__Assigned task__
Only lines below containing the string "BindingResource" should be counted; please give that count by itself.

━━━ Data extracts

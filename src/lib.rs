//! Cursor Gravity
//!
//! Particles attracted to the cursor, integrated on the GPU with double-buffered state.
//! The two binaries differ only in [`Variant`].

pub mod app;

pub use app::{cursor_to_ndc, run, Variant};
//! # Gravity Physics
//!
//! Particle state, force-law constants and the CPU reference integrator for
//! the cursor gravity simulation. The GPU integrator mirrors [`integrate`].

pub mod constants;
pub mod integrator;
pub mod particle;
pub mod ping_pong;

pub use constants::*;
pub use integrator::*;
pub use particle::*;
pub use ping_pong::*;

━━━━━━
━━━ Data extracts

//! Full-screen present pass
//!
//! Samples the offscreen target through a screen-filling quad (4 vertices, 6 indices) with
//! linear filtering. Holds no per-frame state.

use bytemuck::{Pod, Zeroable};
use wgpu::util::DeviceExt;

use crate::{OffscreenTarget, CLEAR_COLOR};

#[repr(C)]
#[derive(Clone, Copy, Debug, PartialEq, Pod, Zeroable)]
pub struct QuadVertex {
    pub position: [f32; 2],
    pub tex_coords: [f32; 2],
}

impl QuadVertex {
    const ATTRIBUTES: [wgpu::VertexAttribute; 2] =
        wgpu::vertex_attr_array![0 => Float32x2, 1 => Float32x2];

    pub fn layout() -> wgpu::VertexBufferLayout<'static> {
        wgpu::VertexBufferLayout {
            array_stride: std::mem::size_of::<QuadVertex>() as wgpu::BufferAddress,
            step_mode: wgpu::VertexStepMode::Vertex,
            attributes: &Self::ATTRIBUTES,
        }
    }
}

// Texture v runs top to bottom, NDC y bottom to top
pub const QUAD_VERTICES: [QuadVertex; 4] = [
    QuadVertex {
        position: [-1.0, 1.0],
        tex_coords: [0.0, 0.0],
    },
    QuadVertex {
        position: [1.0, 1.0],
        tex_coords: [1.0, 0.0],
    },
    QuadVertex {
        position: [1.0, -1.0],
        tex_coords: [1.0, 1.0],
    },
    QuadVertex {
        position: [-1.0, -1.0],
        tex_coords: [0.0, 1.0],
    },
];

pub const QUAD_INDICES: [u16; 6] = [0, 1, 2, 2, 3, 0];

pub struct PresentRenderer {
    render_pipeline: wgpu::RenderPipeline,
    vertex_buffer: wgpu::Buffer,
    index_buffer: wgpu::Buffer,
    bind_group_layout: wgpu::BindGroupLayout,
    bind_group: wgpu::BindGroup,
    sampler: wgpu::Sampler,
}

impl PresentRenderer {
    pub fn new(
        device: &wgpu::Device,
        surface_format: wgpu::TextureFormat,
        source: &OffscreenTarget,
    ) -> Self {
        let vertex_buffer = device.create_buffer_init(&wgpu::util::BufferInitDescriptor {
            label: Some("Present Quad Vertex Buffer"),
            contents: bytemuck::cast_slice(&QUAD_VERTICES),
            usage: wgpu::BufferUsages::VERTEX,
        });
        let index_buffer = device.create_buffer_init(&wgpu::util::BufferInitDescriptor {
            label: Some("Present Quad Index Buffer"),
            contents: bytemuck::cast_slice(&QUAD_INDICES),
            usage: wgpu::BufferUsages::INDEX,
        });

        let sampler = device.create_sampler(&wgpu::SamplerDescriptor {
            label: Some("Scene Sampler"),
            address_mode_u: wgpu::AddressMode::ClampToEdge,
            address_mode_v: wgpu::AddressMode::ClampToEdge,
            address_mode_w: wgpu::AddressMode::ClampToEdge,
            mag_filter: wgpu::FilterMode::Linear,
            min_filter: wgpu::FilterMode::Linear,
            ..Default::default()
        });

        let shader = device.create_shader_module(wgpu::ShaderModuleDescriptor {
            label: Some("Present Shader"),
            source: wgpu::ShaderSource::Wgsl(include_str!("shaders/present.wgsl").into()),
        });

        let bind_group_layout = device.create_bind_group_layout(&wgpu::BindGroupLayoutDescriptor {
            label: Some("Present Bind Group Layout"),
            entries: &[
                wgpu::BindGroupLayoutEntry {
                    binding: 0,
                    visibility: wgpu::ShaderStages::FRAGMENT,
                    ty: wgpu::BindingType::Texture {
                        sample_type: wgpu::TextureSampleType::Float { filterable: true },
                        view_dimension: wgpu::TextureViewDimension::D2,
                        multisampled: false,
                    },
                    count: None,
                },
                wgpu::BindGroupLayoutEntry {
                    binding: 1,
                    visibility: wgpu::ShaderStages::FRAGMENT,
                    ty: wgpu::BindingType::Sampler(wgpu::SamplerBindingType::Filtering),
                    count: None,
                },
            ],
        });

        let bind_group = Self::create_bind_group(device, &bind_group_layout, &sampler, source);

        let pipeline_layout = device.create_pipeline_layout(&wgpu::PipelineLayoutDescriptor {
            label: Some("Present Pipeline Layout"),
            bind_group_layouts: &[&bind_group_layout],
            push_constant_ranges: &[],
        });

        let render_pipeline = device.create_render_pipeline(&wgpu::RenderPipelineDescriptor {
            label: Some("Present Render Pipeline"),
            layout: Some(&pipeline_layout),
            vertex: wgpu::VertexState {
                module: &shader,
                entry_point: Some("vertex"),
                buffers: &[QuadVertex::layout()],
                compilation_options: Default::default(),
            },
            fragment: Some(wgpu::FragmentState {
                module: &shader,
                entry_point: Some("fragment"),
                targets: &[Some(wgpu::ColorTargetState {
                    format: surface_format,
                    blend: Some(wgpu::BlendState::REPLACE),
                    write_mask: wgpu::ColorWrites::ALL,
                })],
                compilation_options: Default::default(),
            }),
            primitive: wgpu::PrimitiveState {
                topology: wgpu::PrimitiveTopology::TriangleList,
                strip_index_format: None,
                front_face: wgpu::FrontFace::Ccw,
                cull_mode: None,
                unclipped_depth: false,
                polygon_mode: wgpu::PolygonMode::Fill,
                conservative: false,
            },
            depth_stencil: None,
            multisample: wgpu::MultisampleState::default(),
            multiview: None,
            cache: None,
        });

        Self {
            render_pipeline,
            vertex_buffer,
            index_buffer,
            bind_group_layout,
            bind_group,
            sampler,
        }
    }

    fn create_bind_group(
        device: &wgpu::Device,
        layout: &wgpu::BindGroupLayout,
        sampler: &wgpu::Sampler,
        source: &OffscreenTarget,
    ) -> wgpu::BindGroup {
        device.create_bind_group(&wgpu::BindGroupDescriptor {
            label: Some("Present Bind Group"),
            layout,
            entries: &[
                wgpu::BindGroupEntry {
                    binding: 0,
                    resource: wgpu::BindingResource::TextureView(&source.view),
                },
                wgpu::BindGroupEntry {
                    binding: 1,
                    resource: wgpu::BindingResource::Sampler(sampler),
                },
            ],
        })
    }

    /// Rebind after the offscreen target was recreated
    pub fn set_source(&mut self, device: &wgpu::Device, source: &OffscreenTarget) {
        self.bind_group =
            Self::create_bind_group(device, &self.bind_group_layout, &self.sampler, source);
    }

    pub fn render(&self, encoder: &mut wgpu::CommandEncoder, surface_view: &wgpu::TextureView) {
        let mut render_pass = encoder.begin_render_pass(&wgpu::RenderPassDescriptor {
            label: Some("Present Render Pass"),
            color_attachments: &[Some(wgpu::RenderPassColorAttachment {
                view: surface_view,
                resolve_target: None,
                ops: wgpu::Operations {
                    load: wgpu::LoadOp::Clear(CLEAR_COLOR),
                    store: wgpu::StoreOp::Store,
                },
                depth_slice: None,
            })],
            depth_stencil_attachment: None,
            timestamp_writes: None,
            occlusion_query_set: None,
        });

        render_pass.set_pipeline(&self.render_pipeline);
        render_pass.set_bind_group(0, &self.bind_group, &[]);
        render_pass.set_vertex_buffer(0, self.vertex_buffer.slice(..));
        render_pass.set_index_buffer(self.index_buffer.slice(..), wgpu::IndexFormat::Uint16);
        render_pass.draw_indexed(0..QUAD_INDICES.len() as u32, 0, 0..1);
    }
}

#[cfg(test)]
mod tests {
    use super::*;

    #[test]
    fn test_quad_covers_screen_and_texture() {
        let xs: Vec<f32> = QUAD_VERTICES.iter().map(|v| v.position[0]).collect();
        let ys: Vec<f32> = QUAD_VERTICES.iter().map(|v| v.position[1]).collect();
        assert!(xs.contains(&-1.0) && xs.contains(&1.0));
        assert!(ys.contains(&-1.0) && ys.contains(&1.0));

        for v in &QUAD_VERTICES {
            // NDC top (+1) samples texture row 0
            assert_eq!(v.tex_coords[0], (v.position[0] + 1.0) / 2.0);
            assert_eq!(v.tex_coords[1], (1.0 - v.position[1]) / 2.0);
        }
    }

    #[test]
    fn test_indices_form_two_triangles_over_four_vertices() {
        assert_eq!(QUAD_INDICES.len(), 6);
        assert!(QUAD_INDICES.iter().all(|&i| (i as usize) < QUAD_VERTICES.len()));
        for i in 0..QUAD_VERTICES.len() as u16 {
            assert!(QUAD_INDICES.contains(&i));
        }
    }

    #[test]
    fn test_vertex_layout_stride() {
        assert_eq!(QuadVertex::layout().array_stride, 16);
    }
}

━━━━━━

__Solution__
2